Last month BIDCO Marine Group, a Greenidge contractor, began assembling barge parts and other industrial equipment at a DEC-operated boat launch at Severne Point. Use of the site on the west side of Seneca Lake (about seven miles south of Dresden) is normally restricted to boat launching and fishing from shore.
After the DEC was flooded with questions on why its boat launch site was filling up with industrial equipment, the agency ordered BIDCO to remove it.
The wedge wire screen assembly will need to be transported by barge to the end of the plant’s water intake pipe. But it is not yet clear what alternate staging area BIDCO and Greenidge will select.

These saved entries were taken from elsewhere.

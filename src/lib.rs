//! helmauth: authentication and session lifecycle client for Signal K
//! marine data servers
//!
//! The crate keeps one authenticated session alive against a server whose
//! address can change at runtime: it resolves the auth endpoints from
//! connectivity status events, performs login/logout, persists the current
//! authorization token, and renews it shortly before expiry. UI collaborators
//! consume the session through [`auth::SessionService`].

pub mod auth;
pub mod cli;
pub mod error;
pub mod http;

pub use auth::{
    AuthorizationToken, ConnectionConfig, EndpointOperation, EndpointResolver, EndpointSet,
    EndpointStatus, SessionConfig, SessionService, TokenStore, DEFAULT_RENEWAL_BUFFER_SECS,
};
pub use error::AuthError;
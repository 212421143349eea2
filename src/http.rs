//! HTTP client utilities
//!
//! Provides a reqwest::Client configured with a timeout and crate user agent

use reqwest::Client;
use std::time::Duration;

/// Build a reqwest Client with the given timeout.
///
/// Login and logout calls go to an instrument server on the local network, so
/// no proxy configuration is applied.
pub fn client_with_timeout(timeout: Duration) -> Client {
    Client::builder()
        .timeout(timeout)
        .user_agent(concat!("helmauth/", env!("CARGO_PKG_VERSION")))
        .build()
        .expect("Failed to create HTTP client")
}
//! Authorization token record and bearer claim decoding

use base64::{engine::general_purpose::URL_SAFE_NO_PAD, Engine as _};
use chrono::{DateTime, Utc};
use serde::{Deserialize, Serialize};

use crate::error::AuthError;

/// The current authorization record for the session.
///
/// Persisted as `{secret, expiresAtEpochSeconds, isDeviceScoped}`. A
/// device-scoped token is a long-lived access grant and never constitutes an
/// interactive session on its own.
#[derive(Debug, Clone, PartialEq, Eq, Serialize, Deserialize)]
pub struct AuthorizationToken {
    /// Opaque bearer string issued by the server
    pub secret: String,

    /// Absolute expiry in seconds since epoch; `None` means never expires
    #[serde(rename = "expiresAtEpochSeconds", default)]
    pub expires_at: Option<i64>,

    /// Device access grant rather than an interactive session token
    #[serde(rename = "isDeviceScoped")]
    pub device_scoped: bool,
}

impl AuthorizationToken {
    /// Interactive-session token obtained through username/password login
    pub fn session(secret: impl Into<String>, expires_at: Option<i64>) -> Self {
        Self {
            secret: secret.into(),
            expires_at,
            device_scoped: false,
        }
    }

    /// Device access token issued out of band
    pub fn device(secret: impl Into<String>, expires_at: Option<i64>) -> Self {
        Self {
            secret: secret.into(),
            expires_at,
            device_scoped: true,
        }
    }

    /// True when the token carries an expiry that has already passed
    pub fn is_expired(&self) -> bool {
        self.expires_at.map(epoch_expired).unwrap_or(false)
    }
}

/// Check an epoch-seconds expiry against the current clock
pub fn epoch_expired(expiry: i64) -> bool {
    Utc::now().timestamp() >= expiry
}

/// Render an epoch-seconds expiry for log output
pub fn expiry_display(expiry: Option<i64>) -> String {
    match expiry.and_then(|e| DateTime::<Utc>::from_timestamp(e, 0)) {
        Some(date) => date.to_rfc3339(),
        None => "NEVER".to_string(),
    }
}

/// Extract the `exp` claim from a bearer token.
///
/// The token is the conventional three-segment dot-separated structure; only
/// the second segment is decoded (base64url, no padding) and only `exp` is
/// read. Returns `Ok(None)` when the payload decodes cleanly but carries no
/// `exp` claim. Any decode failure is a [`AuthError::MalformedToken`], never a
/// panic.
pub fn decode_expiry(bearer: &str) -> Result<Option<i64>, AuthError> {
    let payload = bearer
        .split('.')
        .nth(1)
        .ok_or_else(|| AuthError::MalformedToken("missing payload segment".to_string()))?;

    let bytes = URL_SAFE_NO_PAD
        .decode(payload)
        .map_err(|e| AuthError::MalformedToken(format!("payload is not base64url: {}", e)))?;

    let claims: serde_json::Value = serde_json::from_slice(&bytes)
        .map_err(|e| AuthError::MalformedToken(format!("payload is not JSON: {}", e)))?;

    match claims.get("exp") {
        None => Ok(None),
        Some(value) => value
            .as_i64()
            .map(Some)
            .ok_or_else(|| AuthError::MalformedToken("exp claim is not a number".to_string())),
    }
}

#[cfg(test)]
pub(crate) fn make_bearer(claims: &serde_json::Value) -> String {
    let header = URL_SAFE_NO_PAD.encode(br#"{"alg":"HS256","typ":"JWT"}"#);
    let payload = URL_SAFE_NO_PAD.encode(serde_json::to_vec(claims).unwrap());
    format!("{}.{}.c2lnbmF0dXJl", header, payload)
}

#[cfg(test)]
mod tests {
    use super::*;

    #[test]
    fn test_decode_expiry_present() {
        let bearer = make_bearer(&serde_json::json!({ "exp": 1_900_000_000, "iat": 0 }));
        assert_eq!(decode_expiry(&bearer).unwrap(), Some(1_900_000_000));
    }

    #[test]
    fn test_decode_expiry_absent() {
        let bearer = make_bearer(&serde_json::json!({ "sub": "pilot" }));
        assert_eq!(decode_expiry(&bearer).unwrap(), None);
    }

    #[test]
    fn test_decode_expiry_malformed() {
        // No payload segment at all
        assert!(matches!(
            decode_expiry("just-one-segment"),
            Err(AuthError::MalformedToken(_))
        ));

        // Payload is not base64url
        assert!(matches!(
            decode_expiry("a.!!!.c"),
            Err(AuthError::MalformedToken(_))
        ));

        // Payload decodes but is not JSON
        let garbage = URL_SAFE_NO_PAD.encode(b"not json");
        assert!(matches!(
            decode_expiry(&format!("a.{}.c", garbage)),
            Err(AuthError::MalformedToken(_))
        ));

        // exp present but not numeric
        let bearer = make_bearer(&serde_json::json!({ "exp": "soon" }));
        assert!(matches!(
            decode_expiry(&bearer),
            Err(AuthError::MalformedToken(_))
        ));
    }

    #[test]
    fn test_token_expiry() {
        let now = Utc::now().timestamp();

        let token = AuthorizationToken::session("secret", Some(now + 3600));
        assert!(!token.is_expired());

        let token = AuthorizationToken::session("secret", Some(now - 3600));
        assert!(token.is_expired());

        let token = AuthorizationToken::device("secret", None);
        assert!(!token.is_expired());
    }

    #[test]
    fn test_token_wire_format() {
        let token = AuthorizationToken::device("abc", Some(42));
        let json = serde_json::to_value(&token).unwrap();
        assert_eq!(json["secret"], "abc");
        assert_eq!(json["expiresAtEpochSeconds"], 42);
        assert_eq!(json["isDeviceScoped"], true);

        let parsed: AuthorizationToken = serde_json::from_value(json).unwrap();
        assert_eq!(parsed, token);
    }

    #[test]
    fn test_expiry_display() {
        assert_eq!(expiry_display(None), "NEVER");
        assert!(expiry_display(Some(0)).starts_with("1970-01-01"));
    }
}
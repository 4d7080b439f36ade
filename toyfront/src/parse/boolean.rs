use crate::ast::Expression;
use toyfront_combinators::{either, Either, Input, Literal, Parser};

/// Parses `true` or `false` into an [`Expression::BooleanLiteral`].
///
/// Matching is exact and case-sensitive. Anything else, including a prefix such as
/// `tru`, fails without consuming input.
pub struct BooleanLiteral {
    inner: Either<'static, Expression>,
}

impl BooleanLiteral {
    pub fn new() -> Self {
        Self {
            inner: either![
                Literal::new("true").map(|()| Expression::BooleanLiteral(true)),
                Literal::new("false").map(|()| Expression::BooleanLiteral(false)),
            ],
        }
    }
}

impl Default for BooleanLiteral {
    fn default() -> Self {
        Self::new()
    }
}

impl std::fmt::Debug for BooleanLiteral {
    fn fmt(&self, f: &mut std::fmt::Formatter<'_>) -> std::fmt::Result {
        f.write_str("BooleanLiteral")
    }
}

impl Parser for BooleanLiteral {
    type Output = Expression;

    fn parse(&self, input: &str, cursor: &mut usize) -> Option<Expression> {
        let start = *cursor;
        let expr = self.inner.parse(input, cursor)?;
        log::debug!("boolean literal {expr} at {start}..{}", *cursor);
        Some(expr)
    }
}

/// Parses a boolean literal at the start of `text`.
///
/// Returns the literal, if any, and the cursor after the attempt.
pub fn parse_boolean_literal(text: &str) -> (Option<Expression>, usize) {
    let mut input = Input::new(text);
    let expr = input.run(&BooleanLiteral::new());
    (expr, input.position())
}

#[cfg(test)]
mod tests {
    use super::{parse_boolean_literal, BooleanLiteral};
    use crate::ast::Expression::BooleanLiteral as Bool;
    use toyfront_combinators::Parser;

    #[test]
    fn parse_true() {
        assert_eq!(parse_boolean_literal("true"), (Some(Bool(true)), 4));
    }

    #[test]
    fn parse_false() {
        assert_eq!(parse_boolean_literal("false"), (Some(Bool(false)), 5));
    }

    #[test]
    fn parse_empty() {
        assert_eq!(parse_boolean_literal(""), (None, 0));
    }

    #[test]
    fn no_partial_match() {
        for text in ["tru", "alse", "asdf", "fals", "TRUE", " true"] {
            assert_eq!(parse_boolean_literal(text), (None, 0), "input {text:?}");
        }
    }

    #[test]
    fn stops_after_literal() {
        assert_eq!(parse_boolean_literal("truex"), (Some(Bool(true)), 4));
        assert_eq!(parse_boolean_literal("false true"), (Some(Bool(false)), 5));
    }

    #[test]
    fn parse_at_cursor() {
        let p = BooleanLiteral::new();
        let mut cursor = 2;
        assert_eq!(p.parse("x=false", &mut cursor), Some(Bool(false)));
        assert_eq!(cursor, 7);

        let mut cursor = 2;
        assert_eq!(p.parse("x=fals", &mut cursor), None);
        assert_eq!(cursor, 2);
    }
}
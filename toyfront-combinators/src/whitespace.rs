use crate::{either, Either, Literal, Parser, Repeat};

/// A run of zero or more spaces, tabs and newlines.
///
/// Always succeeds. The output is the number of whitespace characters skipped.
pub struct Whitespace {
    inner: Repeat<Either<'static, ()>, Literal<'static>>,
}

impl Whitespace {
    pub fn new() -> Self {
        Self {
            inner: Repeat::new(
                either![Literal::new(" "), Literal::new("\t"), Literal::new("\n")],
                Literal::new(""),
            ),
        }
    }
}

impl Default for Whitespace {
    fn default() -> Self {
        Self::new()
    }
}

impl std::fmt::Debug for Whitespace {
    fn fmt(&self, f: &mut std::fmt::Formatter<'_>) -> std::fmt::Result {
        f.write_str("Whitespace")
    }
}

impl Parser for Whitespace {
    type Output = usize;

    fn parse(&self, input: &str, cursor: &mut usize) -> Option<usize> {
        self.inner.parse(input, cursor)
    }
}
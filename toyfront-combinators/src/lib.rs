//! Text-parsing combinators over a shared byte cursor.
//!
//! Every combinator follows one contract: given the input text and a cursor into it,
//! it either succeeds, possibly advancing the cursor and producing an output,
//! or fails and leaves the cursor exactly where it was.
use thiserror::Error;

mod either;
mod input;
mod literal;
mod map;
mod repeat;
mod whitespace;

pub use either::Either;
pub use input::Input;
pub use literal::Literal;
pub use map::Map;
pub use repeat::Repeat;
pub use whitespace::Whitespace;

/// A matcher over a text buffer.
///
/// `cursor` is a byte offset into `input`. Implementations must restore it on failure:
/// when [`parse`](Parser::parse) returns `None`, `*cursor` has the value it had on entry.
pub trait Parser {
    /// What a successful match produces.
    type Output;

    /// Attempts a match at `*cursor`, advancing it past whatever was consumed.
    fn parse(&self, input: &str, cursor: &mut usize) -> Option<Self::Output>;

    /// Like [`parse`](Parser::parse), but only reports whether the match succeeded.
    fn matches(&self, input: &str, cursor: &mut usize) -> bool {
        self.parse(input, cursor).is_some()
    }

    /// Converts the output of this parser, without changing what it consumes.
    fn map<F, O>(self, f: F) -> Map<Self, F>
    where
        Self: Sized,
        F: Fn(Self::Output) -> O,
    {
        Map::new(self, f)
    }
}

impl<P: Parser + ?Sized> Parser for &P {
    type Output = P::Output;

    fn parse(&self, input: &str, cursor: &mut usize) -> Option<Self::Output> {
        (**self).parse(input, cursor)
    }
}

impl<P: Parser + ?Sized> Parser for Box<P> {
    type Output = P::Output;

    fn parse(&self, input: &str, cursor: &mut usize) -> Option<Self::Output> {
        (**self).parse(input, cursor)
    }
}

/// Builds an [`Either`] from a list of alternatives, tried in the order given.
///
/// ```
/// use toyfront_combinators::{either, Literal, Parser};
///
/// let sign = either![Literal::new("+"), Literal::new("-")];
/// let mut cursor = 0;
/// assert!(sign.matches("-1", &mut cursor));
/// assert_eq!(cursor, 1);
/// ```
#[macro_export]
macro_rules! either {
    ($($alternative:expr),* $(,)?) => {
        $crate::Either::new()$(.or($alternative))*
    };
}

#[derive(Error, Debug, Clone, PartialEq, Eq)]
pub enum ParseError {
    #[error("input rejected")]
    Rejected,
    #[error("trailing input at byte {position}")]
    TrailingInput { position: usize },
}

/// Runs `parser` once over `text` and requires it to consume the whole input.
pub fn parse_all<P: Parser>(text: &str, parser: &P) -> Result<P::Output, ParseError> {
    let mut input = Input::new(text);
    let output = input.run(parser).ok_or(ParseError::Rejected)?;

    if input.is_exhausted() {
        Ok(output)
    } else {
        Err(ParseError::TrailingInput {
            position: input.position(),
        })
    }
}

#[cfg(test)]
#[ctor::ctor]
fn init() {
    let _ = env_logger::builder().is_test(true).try_init();
}
use std::process::ExitCode;
use toyfront::verify::boolean_literal_suite;

fn main() -> ExitCode {
    env_logger::init();

    let suite = boolean_literal_suite();
    let failures = suite.run();
    for (input, mismatch) in &failures {
        eprintln!("{input:?}: {mismatch}");
    }

    if failures.is_empty() {
        println!("{}: {} cases passed", suite.name(), suite.len());
        ExitCode::SUCCESS
    } else {
        ExitCode::FAILURE
    }
}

Dale Irwin, the plant manager and president of Greenidge Generation, did not respond to emailed questions about plans to install the fish screens.
In response to a Freedom of Information request from WaterFront, the DEC produced documents detailing those plans, including the results of tests on samples of the sediment that will be removed in the dredging.
Test results showed that the most of the sediment samples had little or no contamination from a spectrum of toxic substances. However, the sample laced with mercury — at 23.8 milligrams per kilogram — meant some sediment would require special treatment.
In its application, the company states:
“Greenidge plans to containerize all dredged sediments for on shore disposal at a properly licensed disposal location, perhaps including the adjacent Lockwood Hills Landfill, or another approved and properly licensed disposal facility.”